The procedure, which is done in countries such as Puerto Rico and Mexico, typically costs more than $10,000.
Donovan didn't ask for government funding. He wants the procedure to be made available in New Brunswick.
"I don't want the money, I want the health care," he said.
Donovan said he believes the province should continue to make funding available.
New Brunswick's Progressive Conservative government initially promised to commit $500,000 to the program, but with a growing deficit and debt the government has been examining programs to find places to cut costs.
No one from the Department of Health, including Health Minister Hugh Flemming, would comment on the status of the program in advance of Tuesday's provincial budget.
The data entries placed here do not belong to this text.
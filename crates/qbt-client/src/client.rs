use std::{
    collections::BTreeMap,
    sync::{RwLock, RwLockReadGuard, RwLockWriteGuard},
};

use async_trait::async_trait;
use qbt_common::{
    config::DaemonConfig,
    error::{ExporterError, Result},
};
use reqwest::{
    StatusCode,
    header::{COOKIE, HeaderMap, SET_COOKIE},
};
use serde::de::DeserializeOwned;
use tracing::{debug, warn};
use url::Url;

use crate::{
    api::TorrentApi,
    types::{Category, SyncMainData, Torrent, TorrentPeers, TransferInfo},
};

type Query<'a> = &'a [(&'a str, &'a str)];

/// qBittorrent Web API (v2) client holding one cookie-based session.
pub struct QbitClient {
    base_url: String,
    daemon: DaemonConfig,
    http: reqwest::Client,
    session: RwLock<Option<String>>,
}

impl QbitClient {
    pub fn new(config: &DaemonConfig) -> Result<Self> {
        let base_url = build_base_url(&config.host, config.port)?;
        let http = reqwest::Client::builder()
            .timeout(config.request_timeout)
            .build()
            .map_err(|err| {
                ExporterError::InternalError(format!("failed to build http client: {err}"))
            })?;

        Ok(Self {
            base_url,
            daemon: config.clone(),
            http,
            session: RwLock::new(None),
        })
    }

    pub fn base_url(&self) -> &str {
        &self.base_url
    }

    pub async fn login(&self) -> Result<()> {
        let endpoint = self.endpoint("auth/login");
        let response = self
            .http
            .post(&endpoint)
            .form(&[
                ("username", self.daemon.username.as_str()),
                ("password", self.daemon.password.as_str()),
            ])
            .send()
            .await
            .map_err(|err| request_error(&endpoint, err))?;

        let status = response.status();
        if status == StatusCode::FORBIDDEN {
            return Err(ExporterError::Authentication(
                "daemon refused the login, the exporter address is banned for too many failed attempts"
                    .to_string(),
            ));
        }
        if !status.is_success() {
            return Err(ExporterError::UnexpectedStatus {
                endpoint,
                status: status.as_u16(),
            });
        }

        let cookie = session_cookie(response.headers());
        let body = response
            .text()
            .await
            .map_err(|err| request_error(&endpoint, err))?;
        if body.trim() != "Ok." {
            return Err(ExporterError::Authentication(format!(
                "daemon rejected the credentials for user {}",
                self.daemon.username
            )));
        }

        let Some(cookie) = cookie else {
            return Err(ExporterError::Authentication(
                "daemon accepted the login without issuing a session cookie".to_string(),
            ));
        };

        *self.session_write()? = Some(cookie);
        debug!(base_url = %self.base_url, user = %self.daemon.username, "logged in to daemon");
        Ok(())
    }

    fn endpoint(&self, path: &str) -> String {
        format!("{}/api/v2/{path}", self.base_url)
    }

    async fn get(&self, path: &str, query: Query<'_>) -> Result<reqwest::Response> {
        let needs_login = self.daemon.has_credentials() && self.session_read()?.is_none();
        if needs_login {
            self.login().await?;
        }

        let endpoint = self.endpoint(path);
        let response = self.send_get(&endpoint, query).await?;

        if response.status() == StatusCode::FORBIDDEN && self.daemon.has_credentials() {
            warn!(endpoint = %endpoint, "daemon session rejected, logging in again");
            self.login().await?;
            let response = self.send_get(&endpoint, query).await?;
            return ensure_success(endpoint, response);
        }

        ensure_success(endpoint, response)
    }

    async fn send_get(&self, endpoint: &str, query: Query<'_>) -> Result<reqwest::Response> {
        let mut request = self.http.get(endpoint).query(query);
        let cookie = self.session_read()?.clone();
        if let Some(cookie) = cookie {
            request = request.header(COOKIE, cookie);
        }

        request
            .send()
            .await
            .map_err(|err| request_error(endpoint, err))
    }

    async fn get_text(&self, path: &str, query: Query<'_>) -> Result<String> {
        let endpoint = self.endpoint(path);
        self.get(path, query)
            .await?
            .text()
            .await
            .map_err(|err| request_error(&endpoint, err))
    }

    async fn get_json<T: DeserializeOwned>(&self, path: &str, query: Query<'_>) -> Result<T> {
        let body = self.get_text(path, query).await?;
        serde_json::from_str(&body).map_err(|err| ExporterError::Decode {
            endpoint: self.endpoint(path),
            message: err.to_string(),
        })
    }

    fn session_read(&self) -> Result<RwLockReadGuard<'_, Option<String>>> {
        self.session
            .read()
            .map_err(|_| ExporterError::InternalError("daemon session lock poisoned".to_string()))
    }

    fn session_write(&self) -> Result<RwLockWriteGuard<'_, Option<String>>> {
        self.session
            .write()
            .map_err(|_| ExporterError::InternalError("daemon session lock poisoned".to_string()))
    }
}

#[async_trait]
impl TorrentApi for QbitClient {
    async fn list_torrents(&self) -> Result<Vec<Torrent>> {
        self.get_json("torrents/info", &[]).await
    }

    async fn transfer_info(&self) -> Result<TransferInfo> {
        self.get_json("transfer/info", &[]).await
    }

    async fn app_version(&self) -> Result<String> {
        Ok(self.get_text("app/version", &[]).await?.trim().to_string())
    }

    async fn categories(&self) -> Result<BTreeMap<String, Category>> {
        self.get_json("torrents/categories", &[]).await
    }

    async fn sync_main_data(&self) -> Result<SyncMainData> {
        self.get_json("sync/maindata", &[("rid", "0")]).await
    }

    async fn torrent_peers(&self, hash: &str) -> Result<TorrentPeers> {
        self.get_json("sync/torrentPeers", &[("hash", hash), ("rid", "0")])
            .await
    }
}

fn build_base_url(host: &str, port: u16) -> Result<String> {
    let host = host.trim().trim_end_matches('/');
    let with_scheme = if host.starts_with("http://") || host.starts_with("https://") {
        host.to_string()
    } else {
        format!("http://{host}")
    };

    let mut url = Url::parse(&with_scheme).map_err(|err| {
        ExporterError::InvalidConfig(format!("invalid daemon host {host:?}: {err}"))
    })?;
    url.set_port(Some(port)).map_err(|_| {
        ExporterError::InvalidConfig(format!("daemon host {host:?} cannot carry a port"))
    })?;

    Ok(url.as_str().trim_end_matches('/').to_string())
}

/// First `name=value` pair of the session cookie set by a login response.
fn session_cookie(headers: &HeaderMap) -> Option<String> {
    headers
        .get_all(SET_COOKIE)
        .iter()
        .filter_map(|value| value.to_str().ok())
        .filter_map(|value| value.split(';').next())
        .map(str::trim)
        .find(|pair| pair.split_once('=').is_some_and(|(name, _)| !name.is_empty()))
        .map(str::to_string)
}

fn ensure_success(endpoint: String, response: reqwest::Response) -> Result<reqwest::Response> {
    if response.status().is_success() {
        return Ok(response);
    }

    Err(ExporterError::UnexpectedStatus {
        endpoint,
        status: response.status().as_u16(),
    })
}

fn request_error(endpoint: &str, err: reqwest::Error) -> ExporterError {
    let message = if err.is_timeout() {
        "timed out".to_string()
    } else {
        err.to_string()
    };

    ExporterError::Request {
        endpoint: endpoint.to_string(),
        message,
    }
}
Liberal health critic Don Arseneault said the program needs to be re-evaluated.
"We would think the government would evaluate this program and see if it really meets the needs of the recipients or people who have MS," he said. "Why aren't they taking advantage of the program?"
New Brunswick is the only province that provides funds to help MS patients get the treatment.
Saskatchewan and Manitoba committed funding for clinical trials, while Newfoundland and Labrador commissioned a study of patients who sought the treatment that found no measurable benefits from it.